By Owen Charters
An item out of the U.S. caught my eye last week and reminded me of the stark contrasts to Canada. A pilot project took students from underprivileged communities and gave them access to Ivy League classes, such as you might experience in the first year at Harvard or Stanford. And these students, who struggled to get GPAs that might grant them access to these prestigious institutions, excelled in the classes. The study demonstrated that perhaps it wasn’t their GPA, their perceived intellectual capacity that held them back from these schools. It was having access at all. The system they are in is holding them back, driving down their academic scores, and leaving them perennially overlooked for higher education in elite academia. But given a chance, they can compete with the best of them.
We don’t have a system like this in Canada. We don’t have legacy admissions (where preference is given to family relations of previous alumni). We have a much more equitable access system for postsecondary education.
But that doesn’t mean we don’t have something to learn from the experiment in the United States. There are real barriers in Canadian neighbourhoods, in communities where there are fewer opportunities, fewer supports for students. Few role models and mentors who themselves have completed and succeeded in postsecondary education. Teachers who are overwhelmed. A support system that’s thin and almost breaking. In the Toronto District School Board, fundraising for school improvements is discouraged, and outright banned for some capital items. The reason is that wealthy neighbourhoods would pour private money into their neighbourhood public school, creating a drastic imbalance for those schools that don’t have access to this type of fundraising. The system would be out of whack. Many school boards likely follow a similar policy. Ideally, any fundraising should go to fill significant gaps first—but there’s not much appetite to give to a public, government-run system in communities that are out of sight, out of mind. So the system continues.

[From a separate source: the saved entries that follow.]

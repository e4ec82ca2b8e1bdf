#![allow(dead_code)]
//! Router over in-memory stores with direct handles for fault injection.

use std::sync::Arc;

use axum::{
    body::{Body, Bytes},
    http::{header, HeaderMap, Request, StatusCode},
    Router,
};
use telecache_api::{create_api_router, ApiError, ServerConfig};
use telecache_storage::{CoordinatorConfig, InMemoryDurableStore, InMemoryFastCache};
use tower::ServiceExt;

pub struct TestResponse {
    pub status: StatusCode,
    pub headers: HeaderMap,
    pub body: Bytes,
}

impl TestResponse {
    pub fn json(&self) -> serde_json::Value {
        serde_json::from_slice(&self.body).expect("response body is JSON")
    }

    pub fn error(&self) -> ApiError {
        serde_json::from_slice(&self.body).expect("response body is an ApiError")
    }
}

pub struct TestApp {
    pub store: Arc<InMemoryDurableStore>,
    pub cache: Arc<InMemoryFastCache>,
    pub router: Router,
}

impl TestApp {
    pub fn new() -> Self {
        Self::with_config(CoordinatorConfig::default(), ServerConfig::default())
    }

    pub fn with_config(config: CoordinatorConfig, server: ServerConfig) -> Self {
        let store = Arc::new(InMemoryDurableStore::new());
        let cache = Arc::new(InMemoryFastCache::new());
        let router = create_api_router(store.clone(), cache.clone(), config, &server);
        Self {
            store,
            cache,
            router,
        }
    }

    pub async fn send(&self, request: Request<Body>) -> TestResponse {
        let response = self
            .router
            .clone()
            .oneshot(request)
            .await
            .expect("router is infallible");
        let status = response.status();
        let headers = response.headers().clone();
        let body = axum::body::to_bytes(response.into_body(), usize::MAX)
            .await
            .expect("body is readable");
        TestResponse {
            status,
            headers,
            body,
        }
    }

    pub async fn post_json(&self, body: impl Into<String>) -> TestResponse {
        let request = Request::builder()
            .method("POST")
            .uri("/iot-data")
            .header(header::CONTENT_TYPE, "application/json")
            .body(Body::from(body.into()))
            .expect("valid request");
        self.send(request).await
    }

    pub async fn get(&self, uri: &str) -> TestResponse {
        let request = Request::builder()
            .uri(uri)
            .body(Body::empty())
            .expect("valid request");
        self.send(request).await
    }
}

And that’s where we come in at BGC. With formal programs like RBC’s Raise the Grade, or informal mentoring, or teaching STEM, like Fidelity’s STEAM Ahead, our Clubs try to fill the gaps. Because the gaps exist. While our students have better access to postsecondary education in Canada, many are still often overlooked. Sometimes it’s teachers who don’t see the hidden potential, sometimes it’s biases in the system, and sometimes it’s that the individual was taught not to believe in themselves. But if we can help them find it and take advantage of it, opportunity exists for everyone.
Opportunity changes everything.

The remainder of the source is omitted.